◆ Available records ◆
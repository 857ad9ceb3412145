//! Error types for each stage of the ingestion pipeline.
//!
//! Only [`IngestError`] ends a run early. Everything raised while handling a
//! single article is logged by the orchestrator and the batch moves on.

use std::time::Duration;
use thiserror::Error;

/// Failure to obtain rendered HTML for a URL.
#[derive(Debug, Error)]
pub enum FetchError {
    #[error("failed to launch browser: {0}")]
    Launch(String),

    #[error("navigation to {url} failed: {reason}")]
    Navigation { url: String, reason: String },

    #[error("navigation to {url} timed out after {after:?}")]
    Timeout { url: String, after: Duration },
}

/// Failure talking to the external text-classification service.
#[derive(Debug, Error)]
pub enum ClassifyError {
    #[error("no API key configured for the classification service")]
    MissingApiKey,

    #[error("HTTP error: {0}")]
    Http(#[from] reqwest::Error),

    #[error("classification service returned {status}: {body}")]
    Status { status: u16, body: String },

    #[error("classification service returned no choices")]
    EmptyReply,
}

impl ClassifyError {
    /// Whether another attempt could plausibly succeed.
    pub fn is_transient(&self) -> bool {
        match self {
            ClassifyError::Http(_) => true,
            ClassifyError::Status { status, .. } => *status == 429 || *status >= 500,
            ClassifyError::MissingApiKey | ClassifyError::EmptyReply => false,
        }
    }
}

#[derive(Debug, Error)]
pub enum StoreError {
    #[error("database error: {0}")]
    Database(#[from] sqlx::Error),

    #[error("IO error: {0}")]
    Io(#[from] std::io::Error),

    #[error("corrupt row: {0}")]
    Corrupt(String),
}

#[derive(Debug, Error)]
pub enum ConfigError {
    #[error("failed to read config: {0}")]
    Io(#[from] std::io::Error),

    #[error("failed to parse config: {0}")]
    Yaml(#[from] serde_yaml::Error),

    #[error("invalid config: {0}")]
    Invalid(String),
}

/// Errors that abort a whole orchestration run.
#[derive(Debug, Error)]
pub enum IngestError {
    #[error("lock file error: {0}")]
    Lock(std::io::Error),

    #[error(transparent)]
    Store(#[from] StoreError),
}

#[derive(Debug, Error)]
pub enum SchedulerError {
    #[error("job '{0}' is already registered")]
    DuplicateJob(String),

    #[error("job '{0}' has a zero interval")]
    ZeroInterval(String),

    #[error("scheduler already started")]
    AlreadyStarted,
}
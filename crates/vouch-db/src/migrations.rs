use anyhow::Result;
use rusqlite::Connection;
use tracing::info;

pub fn run(conn: &Connection) -> Result<()> {
    conn.execute_batch("CREATE TABLE IF NOT EXISTS schema_version (version INTEGER NOT NULL);")?;

    let version: i64 = conn.query_row(
        "SELECT COALESCE(MAX(version), 0) FROM schema_version",
        [],
        |r| r.get(0),
    )?;

    if version < 1 {
        info!("Running migration v1 (verifications)");
        conn.execute_batch(
            "
            CREATE TABLE verifications (
                id              INTEGER PRIMARY KEY AUTOINCREMENT,
                sender_id       INTEGER NOT NULL,
                sender_type     TEXT NOT NULL,
                recipient_id    INTEGER NOT NULL,
                recipient_type  TEXT NOT NULL,
                message         TEXT,
                status          TEXT NOT NULL DEFAULT 'pending'
                                CHECK (status IN ('pending', 'accepted', 'denied', 'blocked')),
                created_at      TEXT NOT NULL,
                updated_at      TEXT NOT NULL
            );

            CREATE INDEX idx_verifications_sender
                ON verifications(sender_type, sender_id, status);

            CREATE INDEX idx_verifications_recipient
                ON verifications(recipient_type, recipient_id, status);

            INSERT INTO schema_version (version) VALUES (1);
            ",
        )?;
    }

    if version < 2 {
        info!("Running migration v2 (verification groups)");
        conn.execute_batch(
            "
            ALTER TABLE verifications ADD COLUMN group_slug TEXT;

            CREATE TABLE verification_groups (
                id              INTEGER PRIMARY KEY AUTOINCREMENT,
                verification_id INTEGER NOT NULL REFERENCES verifications(id) ON DELETE CASCADE,
                group_id        INTEGER NOT NULL,
                verifier_id     INTEGER NOT NULL,
                verifier_type   TEXT NOT NULL,
                created_at      TEXT NOT NULL,
                updated_at      TEXT NOT NULL,
                UNIQUE(verification_id, group_id, verifier_id, verifier_type)
            );

            CREATE INDEX idx_verification_groups_group
                ON verification_groups(group_id, verification_id);

            INSERT INTO schema_version (version) VALUES (2);
            ",
        )?;
    }

    info!("Database migrations complete");
    Ok(())
}
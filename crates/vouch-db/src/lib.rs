pub mod filter;
pub mod migrations;
pub mod models;
pub mod queries;

pub use filter::{GroupFilter, Keyset, PartyScope, SortOrder, VerificationFilter};
pub use rusqlite::Connection;

use anyhow::Result;
use rusqlite::TransactionBehavior;
use std::path::Path;
use std::sync::Mutex;
use tracing::info;

/// SQLite handle shared by the verification store and query engine.
pub struct Database {
    conn: Mutex<Connection>,
}

impl Database {
    pub fn open(path: &Path) -> Result<Self> {
        let conn = Connection::open(path)?;

        // WAL mode for concurrent reads
        conn.pragma_update(None, "journal_mode", "WAL")?;

        let db = Self::init(conn)?;
        info!("Database opened at {}", path.display());
        Ok(db)
    }

    pub fn open_in_memory() -> Result<Self> {
        Self::init(Connection::open_in_memory()?)
    }

    fn init(conn: Connection) -> Result<Self> {
        // Group tags cascade with their verification
        conn.pragma_update(None, "foreign_keys", "ON")?;
        migrations::run(&conn)?;
        Ok(Self {
            conn: Mutex::new(conn),
        })
    }

    pub fn with_conn<F, T>(&self, f: F) -> Result<T>
    where
        F: FnOnce(&Connection) -> Result<T>,
    {
        let conn = self
            .conn
            .lock()
            .map_err(|e| anyhow::anyhow!("DB lock poisoned: {}", e))?;
        f(&conn)
    }

    /// Run `f` inside one IMMEDIATE transaction. Commits on `Ok`, rolls back on `Err`.
    pub fn with_tx<F, T>(&self, f: F) -> Result<T>
    where
        F: FnOnce(&Connection) -> Result<T>,
    {
        let mut conn = self
            .conn
            .lock()
            .map_err(|e| anyhow::anyhow!("DB lock poisoned: {}", e))?;
        let tx = conn.transaction_with_behavior(TransactionBehavior::Immediate)?;
        let out = f(&*tx)?;
        tx.commit()?;
        Ok(out)
    }
}

#[cfg(test)]
mod tests {
    use super::*;

    #[test]
    fn failed_transaction_rolls_back() {
        let db = Database::open_in_memory().unwrap();
        let result: Result<()> = db.with_tx(|conn| {
            conn.execute(
                "INSERT INTO verifications (sender_id, sender_type, recipient_id, recipient_type, status, created_at, updated_at)
                 VALUES (1, 'user', 2, 'user', 'pending', 'x', 'x')",
                [],
            )?;
            anyhow::bail!("abort");
        });
        assert!(result.is_err());

        let count: i64 = db
            .with_conn(|conn| {
                Ok(conn.query_row("SELECT COUNT(*) FROM verifications", [], |r| r.get(0))?)
            })
            .unwrap();
        assert_eq!(count, 0);
    }

    #[test]
    fn opens_file_database() {
        let path = std::env::temp_dir().join(format!("vouch_db_test_{}.db", std::process::id()));
        let _ = std::fs::remove_file(&path);

        let db = Database::open(&path).unwrap();
        let mode: String = db
            .with_conn(|conn| Ok(conn.query_row("PRAGMA journal_mode", [], |r| r.get(0))?))
            .unwrap();
        assert_eq!(mode.to_lowercase(), "wal");

        drop(db);
        // Reopening must not re-run applied migrations
        Database::open(&path).unwrap();
        for suffix in ["", "-wal", "-shm"] {
            let _ = std::fs::remove_file(format!("{}{}", path.display(), suffix));
        }
    }
}
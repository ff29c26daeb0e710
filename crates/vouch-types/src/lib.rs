pub mod config;
pub mod events;
pub mod models;
pub mod page;

pub use config::{GroupMap, VerificationConfig};
pub use events::VerificationEvent;
pub use models::{Direction, PartyRef, Verification, VerificationGroup, VerificationStatus};
pub use page::{Cursor, Page, PageRequest};
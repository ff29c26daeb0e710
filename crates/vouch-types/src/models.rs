use std::fmt;
use std::str::FromStr;

use chrono::{DateTime, Utc};
use serde::{Deserialize, Serialize};

/// Reference to a party owned by the host application.
///
/// `kind` disambiguates parties that share one id space (users, teams, ...).
/// Two references denote the same party only when both fields match.
#[derive(Debug, Clone, PartialEq, Eq, Hash, PartialOrd, Ord, Serialize, Deserialize)]
pub struct PartyRef {
    #[serde(rename = "type")]
    pub kind: String,
    pub id: i64,
}

impl PartyRef {
    pub fn new(kind: impl Into<String>, id: i64) -> Self {
        Self { kind: kind.into(), id }
    }
}

impl fmt::Display for PartyRef {
    fn fmt(&self, f: &mut fmt::Formatter<'_>) -> fmt::Result {
        write!(f, "{}#{}", self.kind, self.id)
    }
}

#[derive(Debug, Clone, Copy, PartialEq, Eq, Hash, Serialize, Deserialize)]
#[serde(rename_all = "lowercase")]
pub enum VerificationStatus {
    Pending,
    Accepted,
    Denied,
    Blocked,
}

impl VerificationStatus {
    /// Listing order used whenever a group filter is active.
    pub const ORDERED: [VerificationStatus; 4] = [
        VerificationStatus::Pending,
        VerificationStatus::Accepted,
        VerificationStatus::Denied,
        VerificationStatus::Blocked,
    ];

    pub fn as_str(self) -> &'static str {
        match self {
            Self::Pending => "pending",
            Self::Accepted => "accepted",
            Self::Denied => "denied",
            Self::Blocked => "blocked",
        }
    }

    /// Position in [`Self::ORDERED`].
    pub fn rank(self) -> u8 {
        match self {
            Self::Pending => 0,
            Self::Accepted => 1,
            Self::Denied => 2,
            Self::Blocked => 3,
        }
    }

    /// Whether a recipient may move a record from `self` to `next`.
    ///
    /// A pending request resolves either way, and a resolved one may be
    /// flipped between accepted and denied. Re-applying the current status
    /// is not a transition, and blocked records are frozen.
    pub fn can_transition_to(self, next: VerificationStatus) -> bool {
        matches!(
            (self, next),
            (Self::Pending, Self::Accepted)
                | (Self::Pending, Self::Denied)
                | (Self::Accepted, Self::Denied)
                | (Self::Denied, Self::Accepted)
        )
    }
}

impl fmt::Display for VerificationStatus {
    fn fmt(&self, f: &mut fmt::Formatter<'_>) -> fmt::Result {
        f.write_str(self.as_str())
    }
}

impl FromStr for VerificationStatus {
    type Err = String;

    fn from_str(s: &str) -> Result<Self, Self::Err> {
        match s {
            "pending" => Ok(Self::Pending),
            "accepted" => Ok(Self::Accepted),
            "denied" => Ok(Self::Denied),
            "blocked" => Ok(Self::Blocked),
            other => Err(format!("unknown verification status: {other}")),
        }
    }
}

/// Which role a party must occupy in a listing.
#[derive(Debug, Clone, Copy, PartialEq, Eq, Serialize, Deserialize)]
#[serde(rename_all = "lowercase")]
pub enum Direction {
    Sender,
    Recipient,
}

#[derive(Debug, Clone, PartialEq, Eq, Serialize, Deserialize)]
pub struct Verification {
    pub id: i64,
    pub sender: PartyRef,
    pub recipient: PartyRef,
    pub message: Option<String>,
    pub status: VerificationStatus,
    /// Legacy label recorded at creation. Tags live in [`VerificationGroup`].
    pub group_slug: Option<String>,
    pub created_at: DateTime<Utc>,
    pub updated_at: DateTime<Utc>,
}

impl Verification {
    /// The party on the other side of this record from `me`.
    pub fn counterparty(&self, me: &PartyRef) -> &PartyRef {
        if &self.sender == me {
            &self.recipient
        } else {
            &self.sender
        }
    }

    pub fn involves(&self, party: &PartyRef) -> bool {
        &self.sender == party || &self.recipient == party
    }
}

/// A group tag attached to an accepted verification.
#[derive(Debug, Clone, PartialEq, Eq, Serialize, Deserialize)]
pub struct VerificationGroup {
    pub id: i64,
    pub verification_id: i64,
    pub group_id: i64,
    pub verifier: PartyRef,
    pub created_at: DateTime<Utc>,
    pub updated_at: DateTime<Utc>,
}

◆ About this task ◆
The expected answer is each line of the records above that includes the string "suffix".

◆ Task output ◆
        for suffix in ["", "-wal", "-shm"] {
            let _ = std::fs::remove_file(format!("{}{}", path.display(), suffix));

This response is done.